# Tagged out this weekend



## DaveHawk (May 4, 2017)

Bird 2 was a quick hunt. 7Am 2 came in at 15 yards one took a dirt nap.
Bird 3 : Tagged Out
Morning started pretty quick birds with gobbling right at first light up till 8:30 when I had a bird walking in quiet. I turned the look and I couldn't get a shot cuz he came in behind me. He was 60 yards away through a small Corridor between two fields. Once he passed the corner I sent out a couple of Yelps he gobbled at them but he kept going. At 9 am I took a little walk 400 yards, set down waited till about 10:30 and then went back to the place of my sit first in the morning. I had a feeling he would come in again behind me so I made sure I could turn around without him seeing me I set up next to a horse jump that had a Dead-fall next to it and a big cedar tree so I was pretty well covered for making the awkward move if I needed to. I decided to switch things up a little bit and change from the black African Striker two the Mastodon tip Striker. So I gave out some soft clucks and Yelps and I get a gobble at about 11 o'clock he's about 200 yards away over the Ravine on the other side. This feels sort of shaped like a horseshoe with the Ravine in the middle of it. So I just waited and 11:30 I used to Mastodon again and very Softly Yelp a couple times and left it alone. Write a quarter of 12 I look behind me and here's this Stutter 60 yards out. So I swing around on my left replaced knee bring the gun up so slow and lay it through a small hole and the trees at this point he's starting to walk away so I switched it up to the black African Striker and just for real soft purs his head went up his tail when up and turned. He didn't gobble at all but he did strut I sent out a couple more purs and a cluck and he starts walking towards me he closes to about 40 yards, I know he's super skittish so I dropped the hammer on him right at 12 o'clock noon. The guy's a half mile away thought I was in the next field over from the barn where they were working on the bun but I was a half mile the 3.5 inch 870 Super Mag must send out one heck of a bang. I've got just under 11 inch beard 1 3/8 and one and a half inch spur and he's somewhere around 24 pounds. The spalted maple pot call slate on slate black African Striker and Mastodon tip Striker sure did their job next up for me, heading to Vermont the 14th to hunt.
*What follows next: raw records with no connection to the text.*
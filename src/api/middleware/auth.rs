//! Bearer token authentication middleware.
//!
//! Extracts `Authorization: Bearer <token>`, resolves it to a user and
//! injects `UserContext` into request extensions for downstream handlers.

use axum::http::{HeaderValue, Request};
use axum::middleware::Next;
use axum::response::{IntoResponse, Response};

use crate::api::error::ApiError;
use crate::api::types::{ApiContext, UserContext};
use crate::identity;

/// Require a valid bearer token.
///
/// Accesses `ApiContext` from request extensions (injected by Extension layer).
/// On success: injects `UserContext` and marks the response `no-store`.
pub async fn require_auth(
    req: Request<axum::body::Body>,
    next: Next,
) -> Response {
    match require_auth_inner(req, next).await {
        Ok(resp) => resp,
        Err(err) => err.into_response(),
    }
}

async fn require_auth_inner(
    mut req: Request<axum::body::Body>,
    next: Next,
) -> Result<Response, ApiError> {
    let ctx: ApiContext = req
        .extensions()
        .get::<ApiContext>()
        .cloned()
        .ok_or(ApiError::Internal("missing API context".into()))?;

    let token = bearer_token(&req).ok_or(ApiError::Unauthorized)?;

    let user = {
        let conn = ctx.core.open_db()?;
        identity::authenticate(&conn, token)?
    }
    .ok_or(ApiError::Unauthorized)?;

    req.extensions_mut().insert(UserContext { user });

    let mut response = next.run(req).await;
    response
        .headers_mut()
        .insert("Cache-Control", HeaderValue::from_static("no-store"));

    Ok(response)
}

pub(crate) fn bearer_token(req: &Request<axum::body::Body>) -> Option<&str> {
    req.headers()
        .get("Authorization")
        .and_then(|v| v.to_str().ok())
        .and_then(|v| v.strip_prefix("Bearer "))
        .map(str::trim)
        .filter(|t| !t.is_empty())
}
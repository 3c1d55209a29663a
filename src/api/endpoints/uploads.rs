//! `POST /api/reports/upload`: batch PDF upload and extraction.
//!
//! Decodes base64 payloads, then hands the whole batch to the synchronous
//! pipeline on the blocking pool. The extraction client and the database
//! connection both live on that thread, and so does the caller's report
//! book guard, so a second batch from the same user waits for this one.

use axum::extract::State;
use axum::Extension;
use axum::Json;
use base64::Engine;
use serde::{Deserialize, Serialize};

use crate::api::error::ApiError;
use crate::api::types::{ApiContext, UserContext};
use crate::config::MAX_UPLOAD_FILES;
use crate::pipeline::upload::{process_batch, BatchError, UploadFile, UploadOutcome};

/// Maximum decoded size of one document (20 MB).
pub const MAX_FILE_BYTES: usize = 20 * 1024 * 1024;

#[derive(Deserialize)]
pub struct UploadRequest {
    pub files: Vec<UploadPayload>,
}

#[derive(Deserialize)]
pub struct UploadPayload {
    pub filename: String,
    /// Plain base64 or a data URL (`data:application/pdf;base64,...`)
    pub data: String,
}

#[derive(Serialize)]
pub struct UploadResponse {
    /// Report book version after the batch
    pub version: u64,
    pub results: Vec<UploadOutcome>,
}

pub async fn upload(
    State(ctx): State<ApiContext>,
    Extension(caller): Extension<UserContext>,
    Json(payload): Json<UploadRequest>,
) -> Result<Json<UploadResponse>, ApiError> {
    if payload.files.is_empty() {
        return Err(ApiError::BadRequest("No files in upload".into()));
    }
    if payload.files.len() > MAX_UPLOAD_FILES {
        return Err(BatchError::TooManyFiles {
            max: MAX_UPLOAD_FILES,
        }
        .into());
    }

    let mut files = Vec::with_capacity(payload.files.len());
    for file in payload.files {
        let bytes = decode_data_url(&file.data).map_err(|e| {
            ApiError::BadRequest(format!("Invalid data for '{}': {e}", file.filename))
        })?;
        if bytes.len() > MAX_FILE_BYTES {
            return Err(ApiError::BadRequest(format!(
                "'{}' exceeds 20 MB size limit ({} bytes)",
                file.filename,
                bytes.len()
            )));
        }
        files.push(UploadFile {
            name: file.filename,
            bytes,
        });
    }

    let owner = caller.user.id;
    let core = ctx.core.clone();
    let mut book = core.book(owner).await?;
    let response = tokio::task::spawn_blocking(move || -> Result<UploadResponse, ApiError> {
        // Blocking HTTP client must be built off the async runtime
        let extractor = core.extractor()?;
        let conn = core.open_db()?;
        let documents = core.documents();
        let results = process_batch(
            &conn,
            documents.as_ref(),
            extractor.as_ref(),
            Some(owner),
            files,
            &mut book,
        )?;
        Ok(UploadResponse {
            version: book.version(),
            results,
        })
    })
    .await
    .map_err(|e| ApiError::Internal(format!("Upload task failed: {e}")))??;

    Ok(Json(response))
}

/// Decode a data URL (`data:...;base64,XXXX`) or raw base64 to bytes.
fn decode_data_url(data_url: &str) -> Result<Vec<u8>, String> {
    let base64_data = match data_url.find(',') {
        Some(idx) => &data_url[idx + 1..],
        None => data_url,
    };

    base64::engine::general_purpose::STANDARD
        .decode(base64_data.trim())
        .map_err(|e| format!("Base64 decode failed: {e}"))
}
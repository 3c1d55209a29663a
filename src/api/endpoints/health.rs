//! Health check endpoint.

use axum::Json;
use serde::Serialize;

#[derive(Serialize)]
pub struct HealthResponse {
    pub status: &'static str,
    pub name: &'static str,
    pub version: &'static str,
}

/// `GET /api/health`: liveness check, no authentication.
pub async fn check() -> Json<HealthResponse> {
    Json(HealthResponse {
        status: "ok",
        name: crate::config::APP_NAME,
        version: crate::config::APP_VERSION,
    })
}
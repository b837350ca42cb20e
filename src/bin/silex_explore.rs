//! silex-explore: query an OpenSILEX platform and export flat tables
//!
//! Usage:
//!   # Experiments active on a date, CSV on stdout
//!   silex-explore experiments --active-date 2017-06-01
//!
//!   # Scientific objects of an experiment, filtered, written to a file
//!   silex-explore -o out/plants.csv objects http://host/id/experiment/za17 \
//!       --type vocabulary:Plant --factor-level Irrigation.WW
//!
//!   # Device measurements as JSON Lines into the output directory
//!   silex-explore --jsonl --save device-data http://host/id/device/aria --begin 2023-01-01
//!
//!   # Experiment measurements, one CSV per variable under out/
//!   silex-explore -o out experiment-data http://host/id/experiment/za17 --type vocabulary:Plant
//!
//! Endpoints and credentials come from flags or `SILEX_*` variables
//! (a `.env` file is read too).

// Use MiMalloc allocator for better performance (recommended by simd-json)
#[global_allocator]
static GLOBAL: mimalloc::MiMalloc = mimalloc::MiMalloc;

use anyhow::{bail, Context, Result};
use clap::{Parser, Subcommand};
use silex_explorer::melt::{default_csv_path, write_csv_file, CsvTableWriter, JsonLinesWriter};
use silex_explorer::{
    Credentials, ExperimentDataQuery, ExperimentQuery, Explorer, ExplorerConfig, FacilityDataQuery,
    ScientificObjectQuery, Table, VariableSeries,
};
use std::fs::File;
use std::io::Write;
use std::path::{Path, PathBuf};
use tracing::info;
use tracing_subscriber::{fmt, prelude::*, EnvFilter};

#[derive(Parser, Debug)]
#[command(name = "silex-explore")]
#[command(about = "Export OpenSILEX experiment data as flat tables", long_about = None)]
struct Args {
    /// REST API base URL (overrides SILEX_REST_URL)
    #[arg(long, global = true)]
    rest_url: Option<String>,

    /// GraphQL endpoint URL (overrides SILEX_GRAPHQL_URL)
    #[arg(long, global = true)]
    graphql_url: Option<String>,

    /// Bearer token from an earlier login
    #[arg(long, env = "SILEX_TOKEN", hide_env_values = true, global = true)]
    token: Option<String>,

    /// Login identifier, used when no token is given
    #[arg(long, env = "SILEX_USER", global = true)]
    user: Option<String>,

    #[arg(long, env = "SILEX_PASSWORD", hide_env_values = true, global = true)]
    password: Option<String>,

    /// Records per page (overrides SILEX_PAGE_SIZE)
    #[arg(long, global = true)]
    page_size: Option<usize>,

    /// Write the table to this file instead of stdout (a directory for
    /// per-variable exports)
    #[arg(long, short = 'o', global = true)]
    output: Option<PathBuf>,

    /// Write the table into the configured output directory
    #[arg(long, global = true, conflicts_with = "output")]
    save: bool,

    /// Emit JSON Lines instead of CSV
    #[arg(long, global = true)]
    jsonl: bool,

    #[command(subcommand)]
    command: Command,
}

#[derive(Subcommand, Debug)]
enum Command {
    /// List experiments
    Experiments {
        #[arg(long)]
        species_uri: Option<String>,
        #[arg(long)]
        project_uri: Option<String>,
        /// Keep experiments running on this date (YYYY-MM-DD)
        #[arg(long)]
        active_date: Option<String>,
        /// Case-insensitive substring of a species label
        #[arg(long)]
        species_name: Option<String>,
        /// Case-insensitive substring of a project label
        #[arg(long)]
        project_name: Option<String>,
    },
    /// Print the data-source id of an experiment
    Source { experiment: String },
    /// Scientific objects of an experiment with factor and germplasm columns
    Objects {
        experiment: String,
        #[arg(long = "type")]
        object_type: Option<String>,
        #[arg(long)]
        factor_level_uri: Option<String>,
        #[arg(long)]
        germplasm_uri: Option<String>,
        /// `Factor.Level`, repeatable
        #[arg(long = "factor-level")]
        factor_levels: Vec<String>,
        /// species, variety, accession or seedlot
        #[arg(long)]
        germplasm_type: Option<String>,
        #[arg(long, requires = "germplasm_type")]
        germplasm_name: Option<String>,
    },
    /// Variables with data in an experiment
    Variables { experiment: String },
    /// Scientific object types used in an experiment
    ObjectTypes { experiment: String },
    /// Devices of a facility
    Devices { facility: String },
    /// Facilities used by an experiment
    Facilities { experiment: String },
    /// Factors and factor levels of an experiment
    FactorLevels { experiment: String },
    /// Measurements recorded by a device
    DeviceData {
        device: String,
        #[arg(long)]
        begin: Option<String>,
        #[arg(long)]
        end: Option<String>,
    },
    /// Measurements of an experiment's objects, one file per variable
    ExperimentData {
        experiment: String,
        #[arg(long = "type")]
        object_type: Option<String>,
        #[arg(long)]
        factor_level_uri: Option<String>,
        #[arg(long)]
        germplasm_uri: Option<String>,
    },
    /// Measurements of listed scientific objects, one file per variable
    ObjectData {
        experiment: String,
        #[arg(required = true)]
        objects: Vec<String>,
    },
    /// Variables measured at a facility
    FacilityVariables {
        facility: String,
        #[arg(long)]
        begin: Option<String>,
        #[arg(long)]
        end: Option<String>,
    },
    /// Environmental data of a facility, one file per variable
    FacilityData {
        facility: String,
        /// Variable name to keep, repeatable
        #[arg(long = "variable")]
        variables: Vec<String>,
        #[arg(long)]
        begin: Option<String>,
        #[arg(long)]
        end: Option<String>,
    },
    /// Position history of a scientific object
    Moves {
        object: String,
        experiment: String,
        #[arg(long)]
        begin: Option<String>,
        #[arg(long)]
        end: Option<String>,
    },
}

impl Command {
    fn export_stem(&self) -> &'static str {
        match self {
            Command::Experiments { .. } => "experiments",
            Command::Source { .. } => "source",
            Command::Objects { .. } => "scientific_objects",
            Command::Variables { .. } => "variables",
            Command::ObjectTypes { .. } => "object_types",
            Command::Devices { .. } => "devices",
            Command::Facilities { .. } => "facilities",
            Command::FactorLevels { .. } => "factor_levels",
            Command::DeviceData { .. } => "device_data",
            Command::ExperimentData { .. } => "experiment_data",
            Command::ObjectData { .. } => "object_data",
            Command::FacilityVariables { .. } => "facility_variables",
            Command::FacilityData { .. } => "facility_data",
            Command::Moves { .. } => "moves",
        }
    }
}

fn main() -> Result<()> {
    tracing_subscriber::registry()
        .with(fmt::layer().with_writer(std::io::stderr))
        .with(EnvFilter::try_from_default_env().unwrap_or_else(|_| EnvFilter::new("info")))
        .init();

    let args = Args::parse();

    let mut config = ExplorerConfig::from_env().context("Failed to read configuration")?;
    if let Some(url) = args.rest_url.clone() {
        config.rest_url = url;
    }
    if let Some(url) = args.graphql_url.clone() {
        config.graphql_url = url;
    }
    if let Some(page_size) = args.page_size {
        config.page_size = page_size;
    }

    let explorer = connect(&config, &args)?;
    let mut stem = args.command.export_stem().to_string();

    let table = match args.command {
        Command::Source { experiment } => {
            println!("{}", explorer.experiment_source(&experiment)?);
            return Ok(());
        }
        Command::ExperimentData {
            experiment,
            object_type,
            factor_level_uri,
            germplasm_uri,
        } => {
            let series = explorer.experiment_data(&ExperimentDataQuery {
                experiment_uri: experiment,
                object_type,
                factor_level_uri,
                germplasm_uri,
            })?;
            return write_series(&series, args.output.as_deref().unwrap_or(config.output_dir.as_path()), args.jsonl);
        }
        Command::ObjectData { experiment, objects } => {
            let series = explorer.experiment_data_for_objects(&experiment, &objects)?;
            return write_series(&series, args.output.as_deref().unwrap_or(config.output_dir.as_path()), args.jsonl);
        }
        Command::FacilityData {
            facility,
            variables,
            begin,
            end,
        } => {
            let series = explorer.facility_data(&FacilityDataQuery {
                facility_uri: facility,
                variables,
                begin,
                end,
            })?;
            return write_series(&series, args.output.as_deref().unwrap_or(config.output_dir.as_path()), args.jsonl);
        }
        Command::Experiments {
            species_uri,
            project_uri,
            active_date,
            species_name,
            project_name,
        } => explorer.experiments(&ExperimentQuery {
            species_uri,
            project_uri,
            active_date,
            species_name,
            project_name,
        })?,
        Command::Objects {
            experiment,
            object_type,
            factor_level_uri,
            germplasm_uri,
            factor_levels,
            germplasm_type,
            germplasm_name,
        } => explorer.scientific_objects(&ScientificObjectQuery {
            experiment_uri: experiment,
            object_type,
            factor_level_uri,
            germplasm_uri,
            factor_levels,
            germplasm_type,
            germplasm_name,
        })?,
        Command::Variables { experiment } => explorer.variables_by_experiment(&experiment)?,
        Command::ObjectTypes { experiment } => explorer.object_types_by_experiment(&experiment)?,
        Command::Devices { facility } => explorer.devices_by_facility(&facility)?,
        Command::Facilities { experiment } => explorer.facilities_by_experiment(&experiment)?,
        Command::FactorLevels { experiment } => explorer.factor_levels_by_experiment(&experiment)?,
        Command::DeviceData { device, begin, end } => {
            explorer.device_data(&device, begin.as_deref(), end.as_deref())?
        }
        Command::FacilityVariables { facility, begin, end } => {
            explorer.facility_variables(&facility, begin.as_deref(), end.as_deref())?
        }
        Command::Moves {
            object,
            experiment,
            begin,
            end,
        } => {
            let moves = explorer.object_moves(&object, &experiment, begin.as_deref(), end.as_deref())?;
            stem = format!("moves_{}", moves.label);
            moves.table
        }
    };

    let target = match (&args.output, args.save) {
        (Some(path), _) => Some(path.clone()),
        (None, true) => Some(export_path(&config.output_dir, &stem, args.jsonl)),
        (None, false) => None,
    };

    match target {
        Some(path) => {
            write_table_file(&table, &path, args.jsonl)?;
            info!(rows = table.len(), path = %path.display(), "table saved");
        }
        None => write_table(&table, std::io::stdout().lock(), args.jsonl)?,
    }

    Ok(())
}

fn export_path(dir: &Path, stem: &str, jsonl: bool) -> PathBuf {
    let path = default_csv_path(dir, stem);
    if jsonl {
        path.with_extension("jsonl")
    } else {
        path
    }
}

/// One file per variable, `<name>_data.csv` (or `.jsonl`) under `dir`
fn write_series(series: &[VariableSeries], dir: &Path, jsonl: bool) -> Result<()> {
    if series.is_empty() {
        info!("no measurements to export");
        return Ok(());
    }
    for entry in series {
        let path = export_path(dir, &format!("{}_data", entry.name), jsonl);
        write_table_file(&entry.table, &path, jsonl)?;
        info!(variable = %entry.variable, rows = entry.table.len(), path = %path.display(), "series saved");
    }
    Ok(())
}

fn connect(config: &ExplorerConfig, args: &Args) -> Result<Explorer> {
    if let Some(token) = args.token.as_deref().filter(|t| !t.trim().is_empty()) {
        return Explorer::with_token(config, token).context("Failed to set up session");
    }

    match (&args.user, &args.password) {
        (Some(user), Some(password)) => {
            let credentials = Credentials::new(user.as_str(), password.as_str());
            Explorer::connect(config, &credentials).context("Login failed")
        }
        _ => bail!("no credentials: pass --token, or --user and --password (or SILEX_TOKEN / SILEX_USER / SILEX_PASSWORD)"),
    }
}

fn write_table_file(table: &Table, path: &Path, jsonl: bool) -> Result<()> {
    if !jsonl {
        return write_csv_file(table, path);
    }
    if let Some(parent) = path.parent().filter(|p| !p.as_os_str().is_empty()) {
        std::fs::create_dir_all(parent).context("Failed to create output directory")?;
    }
    let file = File::create(path).with_context(|| format!("Failed to create file: {}", path.display()))?;
    write_table(table, file, true)
}

fn write_table<W: Write>(table: &Table, out: W, jsonl: bool) -> Result<()> {
    if jsonl {
        let mut writer = JsonLinesWriter::new(out);
        writer.write_table(table)?;
        writer.flush()
    } else {
        let mut writer = CsvTableWriter::new(out);
        writer.write_table(table)?;
        writer.flush()
    }
}
//! Filter composition
//!
//! A [`FilterSet`] holds two families of clauses. Server clauses travel with
//! the request (REST query parameters or the GraphQL `filter` variable).
//! Local clauses are predicates evaluated on the assembled table, for the
//! criteria the platform cannot filter on itself (name substrings, active
//! date, factor-level and germplasm name matching).

use crate::error::{ExplorerError, Result};
use crate::melt::plan::{ancestor_column, germplasm_name_column, germplasm_type_column};
use crate::melt::table::Table;
use crate::types::{FlatRow, GermplasmLevel};
use chrono::{DateTime, NaiveDate, NaiveDateTime};
use once_cell::sync::Lazy;
use regex::Regex;
use serde_json::{Map, Value};
use tracing::warn;

static ISO_DATE_REGEX: Lazy<Regex> = Lazy::new(|| {
    Regex::new(r"^\d{4}-\d{2}-\d{2}$").unwrap()
});

static ISO_DATETIME_REGEX: Lazy<Regex> = Lazy::new(|| {
    Regex::new(r"^\d{4}-\d{2}-\d{2}T\d{2}:\d{2}:\d{2}(\.\d+)?(Z|[+-]\d{2}:\d{2})?$").unwrap()
});

/// A single filter criterion
#[derive(Debug, Clone, PartialEq)]
pub enum Clause {
    /// Server: field equals a value (string or list of strings)
    Equals { field: String, value: Value },
    /// Server: field within an inclusive date range
    DateRange {
        field: String,
        gte: Option<String>,
        lte: Option<String>,
    },
    /// Local: case-insensitive substring of a column
    Contains { column: String, needle: String },
    /// Local: `start_column <= date <= end_column`
    ActiveOn {
        start_column: String,
        end_column: String,
        date: NaiveDate,
    },
    /// Local: the factor column holds this level
    FactorLevel { factor: String, level: String },
    /// Local: some germplasm of the row has this level
    GermplasmType { level: GermplasmLevel },
    /// Local: some germplasm (or ancestor) of this level has this name
    GermplasmName { level: GermplasmLevel, name: String },
}
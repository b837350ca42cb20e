//! Getting records off the platform
//!
//! Filters are compiled by [`query::QueryBuilder`], pages are pulled by
//! [`pager::PaginatedFetcher`] over a [`transport::Transport`], and each page
//! is reduced to its record array by [`normalize::normalize`].

pub mod normalize;
pub mod pager;
pub mod query;
pub mod transport;

pub use normalize::{normalize, Endpoint, PageMeta, Resource};
pub use pager::{Page, PaginatedFetcher};
pub use query::{Clause, FilterSet, QueryBuilder};
pub use transport::{HttpResponse, HttpTransport, RecordedRequest, ScriptedTransport, Transport};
Reactions: Like 1 | Way Cool 8


----------



## DaveHawk (May 4, 2017)

Bird 2 10" beard wit 1" spurs.


----------



## Ray D (May 4, 2017)

Congrats on a fine season Dave. Sounds like a great hunt.

Reactions: Thank You! 1


----------



## DaveHawk (May 4, 2017)

I'll be off to Vermont to chase birds next week .

Reactions: Like 2


----------



## Ray D (May 4, 2017)

DaveHawk said:


> I'll be off to Vermont to chase birds next week .


Good luck in Vermont.

Reactions: Thank You! 1


----------



## Eric Rorabaugh (May 4, 2017)

Beautiful bird. Congrats!!

Reactions: Thank You! 1


----------



## Nature Man (May 5, 2017)

Great story and proves the value of patience. Congrats on the prize! Chuck

Reactions: Thank You! 1


----------



## Wildthings (May 5, 2017)

Great story and awesome birds

Reactions: Thank You! 1


----------



## DaveHawk (May 29, 2017)

Tagged out in Vt last week on a couple of Jakes. Great eating. Only saw one Tom , I missed him, so Jakes were everywhere. I was hunting for dinner parties and all enjoyed the birds.


----------



## Ray D (May 29, 2017)

Congrats. You had a good season.

Reactions: Thank You! 1


----------